Brett Butler
Sunday, July 09, 2006

Sunday with a croissant. And the freak show.

(BACKGROUND MUSIC: If you have a recording of Shirley Temple singing, 'Let Me Entertain You', then, first of all, that's just wrong.  Secondly, either put it on or start humming it as you read the following.)

A 25 year-old East Indian man, Samhbu Roy, lived to tell when his skull top quite literally popped off the top of his head.  Months before, an electric acccident burning his scalp  The cranial loss happened as a result of that and you can get details are all over the news as we speak...

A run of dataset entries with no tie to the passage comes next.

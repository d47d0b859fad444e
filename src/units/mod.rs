//! 단위 정의 및 단위 레지스트리.

pub mod mass;
pub mod molar_mass;
pub mod molarity;
pub mod moles;
pub mod volume;

pub use mass::{convert_mass, MassUnit};
pub use molar_mass::{convert_molar_mass, MolarMassUnit};
pub use molarity::{convert_molarity, MolarityUnit};
pub use moles::{convert_moles, MolesUnit};
pub use volume::{convert_volume, VolumeUnit};

use crate::quantity::Quantity;

/// 레지스트리 항목: 표시 라벨과 기준 단위로의 환산 배율.
#[derive(Debug, Clone, Copy, PartialEq)]
pub struct UnitEntry {
    pub label: &'static str,
    pub scale: f64,
}

macro_rules! entries {
    ($unit:ty) => {
        <$unit>::ALL
            .iter()
            .map(|u| UnitEntry {
                label: u.label(),
                scale: u.scale(),
            })
            .collect()
    };
}

/// 물리량별 단위 목록을 선언 순서대로 반환한다.
pub fn units_for(quantity: Quantity) -> Vec<UnitEntry> {
    match quantity {
        Quantity::Mass => entries!(MassUnit),
        Quantity::MolarMass => entries!(MolarMassUnit),
        Quantity::Moles => entries!(MolesUnit),
        Quantity::Volume => entries!(VolumeUnit),
        Quantity::Molarity => entries!(MolarityUnit),
    }
}

/// 물리량의 기본 단위 라벨 (선언 순서의 첫 항목).
pub fn default_unit(quantity: Quantity) -> &'static str {
    match quantity {
        Quantity::Mass => MassUnit::ALL[0].label(),
        Quantity::MolarMass => MolarMassUnit::ALL[0].label(),
        Quantity::Moles => MolesUnit::ALL[0].label(),
        Quantity::Volume => VolumeUnit::ALL[0].label(),
        Quantity::Molarity => MolarityUnit::ALL[0].label(),
    }
}
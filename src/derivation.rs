//! 질량·몰질량·몰수·부피·몰농도 관계식의 유도 엔진.
//!
//! mass = moles × molar_mass, moles = volume × molarity 두 식만 다룬다.
//! 요청된 행마다 정해진 우선순위의 분기를 차례로 검사해 처음 성립하는
//! 분기로 값을 구하고, 각 행을 used/missing/result/neutral로 분류한다.
//! 모든 값은 기준 단위(g, /g/mol, mol, L, M)이며 0.0은 "비어 있음"이다.

use log::debug;

use crate::quantity::Quantity::{Mass, MolarMass, Molarity, Moles, Volume};
use crate::quantity::{Classification, Quantity, QuantitySet};

/// 유도 요청. 값 배열은 `Quantity::index()` 순서다.
#[derive(Debug, Clone, Copy, PartialEq)]
pub struct DerivationRequest {
    /// 계산할 행. `None`이면 강조만 초기화한다.
    pub target: Option<Quantity>,
    pub values: [f64; 5],
}

impl DerivationRequest {
    pub fn new(target: Option<Quantity>, values: [f64; 5]) -> Self {
        Self { target, values }
    }

    pub fn value(&self, q: Quantity) -> f64 {
        self.values[q.index()]
    }

    /// 요청된 행이 계산 전에 가지고 있던 값.
    pub fn current(&self) -> f64 {
        self.target.map(|t| self.value(t)).unwrap_or(0.0)
    }
}

/// 주 계산의 부산물로 다른 행에 적용할 갱신.
#[derive(Debug, Clone, Copy, PartialEq)]
pub enum SecondaryUpdate {
    /// 기준 단위 값을 기록한다.
    Set(Quantity, f64),
    /// 입력칸을 비운다.
    Clear(Quantity),
}

/// 한 번의 계산이 폼에 남길 상태 전체.
#[derive(Debug, Clone, PartialEq)]
pub struct DerivationResult {
    pub target: Option<Quantity>,
    /// 요청 행에 이미 값이 있어 먼저 비워야 하는지 여부
    pub clear_target: bool,
    /// 요청 행의 새 값. 입력이 부족하면 `None`.
    pub new_value: Option<f64>,
    pub secondary: Vec<SecondaryUpdate>,
    pub used: QuantitySet,
    pub missing: QuantitySet,
    pub result: QuantitySet,
    /// 사용된 분기 이름 (로그/CLI 출력용)
    pub branch: Option<&'static str>,
}

impl DerivationResult {
    fn reset() -> Self {
        Self {
            target: None,
            clear_target: false,
            new_value: None,
            secondary: Vec::new(),
            used: QuantitySet::empty(),
            missing: QuantitySet::empty(),
            result: QuantitySet::empty(),
            branch: None,
        }
    }

    /// 행의 최종 표시 상태. result가 used/missing보다 우선한다.
    pub fn classification(&self, q: Quantity) -> Classification {
        if self.result.contains(q) {
            Classification::Result
        } else if self.used.contains(q) {
            Classification::Used
        } else if self.missing.contains(q) {
            Classification::Missing
        } else {
            Classification::Neutral
        }
    }

    /// 새 값이 계산되었는지 여부.
    pub fn is_solved(&self) -> bool {
        self.new_value.is_some()
    }
}

#[derive(Debug, Clone, Copy)]
struct Inputs {
    mass: f64,
    molar_mass: f64,
    moles: f64,
    volume: f64,
    molarity: f64,
}

impl Inputs {
    fn from_values(values: &[f64; 5]) -> Self {
        Self {
            mass: values[Quantity::Mass.index()],
            molar_mass: values[Quantity::MolarMass.index()],
            moles: values[Quantity::Moles.index()],
            volume: values[Quantity::Volume.index()],
            molarity: values[Quantity::Molarity.index()],
        }
    }

    fn moles_from_solution(&self) -> f64 {
        self.volume * self.molarity
    }

    fn moles_from_mass(&self) -> f64 {
        self.mass / self.molar_mass
    }
}

#[derive(Clone, Copy)]
enum Secondary {
    None,
    Moles(fn(&Inputs) -> f64),
    ClearSolution,
}

struct Branch {
    target: Quantity,
    name: &'static str,
    /// 분기 성립 조건이자 used 강조 대상
    inputs: &'static [Quantity],
    value: fn(&Inputs) -> f64,
    secondary: Secondary,
    /// 관계식이 모두 채워져 누락 표시가 필요 없는 분기
    complete: bool,
}

// 같은 target 안에서는 선언 순서가 우선순위다.
const BRANCHES: [Branch; 10] = [
    Branch {
        target: Mass,
        name: "mass = volume * molarity * molar_mass",
        inputs: &[MolarMass, Volume, Molarity],
        value: mass_from_solution,
        secondary: Secondary::Moles(Inputs::moles_from_solution),
        complete: true,
    },
    Branch {
        target: Mass,
        name: "mass = moles * molar_mass",
        inputs: &[MolarMass, Moles],
        value: mass_from_moles,
        secondary: Secondary::None,
        complete: false,
    },
    Branch {
        target: MolarMass,
        name: "molar_mass = mass / (volume * molarity)",
        inputs: &[Mass, Volume, Molarity],
        value: molar_mass_from_solution,
        secondary: Secondary::Moles(Inputs::moles_from_solution),
        complete: true,
    },
    Branch {
        target: MolarMass,
        name: "molar_mass = mass / moles",
        inputs: &[Moles, Mass],
        value: molar_mass_from_moles,
        secondary: Secondary::None,
        complete: false,
    },
    Branch {
        target: Moles,
        name: "moles = mass / molar_mass",
        inputs: &[MolarMass, Mass],
        value: Inputs::moles_from_mass,
        secondary: Secondary::ClearSolution,
        complete: true,
    },
    Branch {
        target: Moles,
        name: "moles = volume * molarity",
        inputs: &[Molarity, Volume],
        value: Inputs::moles_from_solution,
        secondary: Secondary::None,
        complete: false,
    },
    Branch {
        target: Volume,
        name: "volume = (mass / molar_mass) / molarity",
        inputs: &[Molarity, Mass, MolarMass],
        value: volume_from_mass,
        secondary: Secondary::Moles(Inputs::moles_from_mass),
        complete: true,
    },
    Branch {
        target: Volume,
        name: "volume = moles / molarity",
        inputs: &[Molarity, Moles],
        value: volume_from_moles,
        secondary: Secondary::None,
        complete: false,
    },
    Branch {
        target: Molarity,
        name: "molarity = (mass / molar_mass) / volume",
        inputs: &[Volume, Mass, MolarMass],
        value: molarity_from_mass,
        secondary: Secondary::Moles(Inputs::moles_from_mass),
        complete: true,
    },
    Branch {
        target: Molarity,
        name: "molarity = moles / volume",
        inputs: &[Volume, Moles],
        value: molarity_from_moles,
        secondary: Secondary::None,
        complete: false,
    },
];

fn mass_from_solution(v: &Inputs) -> f64 {
    v.volume * v.molarity * v.molar_mass
}

fn mass_from_moles(v: &Inputs) -> f64 {
    v.moles * v.molar_mass
}

fn molar_mass_from_solution(v: &Inputs) -> f64 {
    v.mass / (v.volume * v.molarity)
}

fn molar_mass_from_moles(v: &Inputs) -> f64 {
    v.mass / v.moles
}

fn volume_from_mass(v: &Inputs) -> f64 {
    v.moles_from_mass() / v.molarity
}

fn volume_from_moles(v: &Inputs) -> f64 {
    v.moles / v.molarity
}

fn molarity_from_mass(v: &Inputs) -> f64 {
    v.moles_from_mass() / v.volume
}

fn molarity_from_moles(v: &Inputs) -> f64 {
    v.moles / v.volume
}

/// 어떤 분기도 성립하지 않을 때 "필요" 표시할 입력 후보.
pub fn candidate_inputs(target: Quantity) -> QuantitySet {
    match target {
        Mass => QuantitySet::of(&[MolarMass, Volume, Molarity]),
        MolarMass => QuantitySet::of(&[Mass, Volume, Molarity]),
        Moles => QuantitySet::of(&[Mass, MolarMass, Volume, Molarity]),
        Volume => QuantitySet::of(&[Molarity, Mass, MolarMass]),
        Molarity => QuantitySet::of(&[Volume, Mass, MolarMass]),
    }
}

/// 두 분기가 모두 요구하는 입력. 몰수는 두 분기가 입력을 공유하지 않는다.
fn primary_input(target: Quantity) -> Option<Quantity> {
    match target {
        Mass => Some(MolarMass),
        MolarMass => Some(Mass),
        Moles => None,
        Volume => Some(Molarity),
        Molarity => Some(Volume),
    }
}

/// 요청된 행의 값을 유도하고 모든 행의 분류를 계산한다.
///
/// 요청 행에 이미 값이 있으면 그 값은 무시하고(`clear_target`) 나머지
/// 행만으로 다시 계산한다. 각 분기는 분모가 0이 아님을 확인한 뒤에만
/// 선택되므로 0으로 나누는 경우는 없다.
pub fn derive(request: &DerivationRequest) -> DerivationResult {
    let Some(target) = request.target else {
        debug!("reset request: all rows neutral");
        return DerivationResult::reset();
    };

    let mut present = QuantitySet::empty();
    for q in Quantity::ALL {
        if request.value(q) != 0.0 {
            present.insert(q);
        }
    }
    let clear_target = present.contains(target);
    present.remove(target);

    let mut used = present;
    let mut missing = present.complement();
    let inputs = Inputs::from_values(&request.values);

    let branch = BRANCHES
        .iter()
        .filter(|b| b.target == target)
        .find(|b| present.contains_all(b.inputs));

    let mut new_value = None;
    let mut secondary = Vec::new();
    match branch {
        Some(b) => {
            new_value = Some((b.value)(&inputs));
            match b.secondary {
                Secondary::None => {}
                Secondary::Moles(f) => secondary.push(SecondaryUpdate::Set(Moles, f(&inputs))),
                Secondary::ClearSolution => {
                    secondary.push(SecondaryUpdate::Clear(Volume));
                    secondary.push(SecondaryUpdate::Clear(Molarity));
                }
            }
            used = used.intersection(&QuantitySet::of(b.inputs));
            if b.complete {
                missing = QuantitySet::empty();
            }
            debug!("{target}: {} -> {:?}", b.name, new_value);
        }
        None => {
            // 주 입력부터 비어 있으면 후보 입력 중 빈 칸만 표시한다.
            if primary_input(target).is_some_and(|p| !present.contains(p)) {
                missing = missing.intersection(&candidate_inputs(target));
            }
            debug!("{target}: insufficient inputs, needs {:?}", missing.iter().collect::<Vec<_>>());
        }
    }

    used.remove(target);
    missing.remove(target);

    DerivationResult {
        target: Some(target),
        clear_target,
        new_value,
        secondary,
        used,
        missing,
        result: QuantitySet::of(&[target]),
        branch: branch.map(|b| b.name),
    }
}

Mr. Roy is actually fine after the kind of accident that might have the rest of us banned from the usual parties.  'My skull has made me famous, ' he says as he holds out a Frisbee-sized hunka-mind for all to see.  Strangers by the busload and dozens of doctors encircle his bed.  Clearly, in the world of Samhbu Roy, this beats buying a vowel.   

But wait!  Watch.  Soon.  And, as shocking as it might seem, I am predicting that a major network and not fringe cable will air, "My Fucking Skull Popped Off and What Are YOU Gonna Do About It?!?!?!?!"  The actual show title will certainly be a harder sell that my timid suggestion, but you get the drift.  

Seemingly, a tale like Sambhu Roy's happen severy now and again usually far, far away in a land time forgot.  Or in Pittsburgh.  We cannot help our fascination with the geek/ alien scene.  A marginal America appreciates tabloid injuries at its lurid peak and receives it most literally.  Other, hopefully more numerous, better read and slightly more hypocritical Americans, cannot help but notice these periodic jolts, too.  We were born to be shocked.  Now we are as accustomed to watching freeway shootouts as we drench our bran with soy milk.  We want body parts in incorrect places and we'd like to see it fast and repeatedly.  We'll IM about it later.  And be ashamed. 

The Sambhus of the world have always been with us.  But 600 channel world round video access is somewhat new.  After a while, you may intuit the headlines before they even arrive.   It's almost like we know nothing grotesque has passed the desk since the last beheading.  (Overheard:  "Yeah, but you couldn't really see the blade in that last one.  It's like so fake!")  Dammit, it's time to be grossed out.   We want our carnage and we want it now! 'Man Has Tiller Blade Removed From His Upper Intestine'.   'Chinese-American Woman Cannot Stop Eating Ghetto Rhinestone Studs'.   "Grandmother Hit By Same Bolt of Lightening Fifty-Seven Years Later'.   Pretty soon, countries will be bragging about who has the most surprising deformity.  There will be committees and investigations.  And many six-figure deals among the lucky.  A pox on your plasma tv.  

If America can't find a match for Mr. Roy's tale - wait, maybe 'match' isn't a nice word to associate with a man whose head was recently flash fried -  then what kind of entertainment pie are we baking here in the land of the free?  Of course, the fun of it all is the caste aspect of Mr. Roy's life.  Maybe being just one rung up from the 'untouchables' is the punchline.  Who's to say?  I'd like to think I would've laughed just as hard if this had happened to a Saab salesman.  

At the very least, give us a move of the week!  Use this story.  Put it in Madison, Wisconisin and get that Rick Schroeder guy to play Roy's doctor.  By the way, in 'real' life, the Sambhu Roy's doctor's glossolalia-ish name is Ratan Lal Bandyopadhyay.  I don't want to hear a bunch of whining about not being able to pronounce names, either.  I prefer it immensely over the pompous, benign 'Marcus Welby, M.D.'.   No one's going to spit coffee out of his nose when they hear, 'Paging Dr. Welby.' 

Dr. Bandyopadhyay's verbatim comment to Reuters was, "When the skull came off, I thought he will die, but we noticed a new covering on his head forming and that might have pushed the 'dead skull' out," he said. 

Sigourney Weaver, are you listening?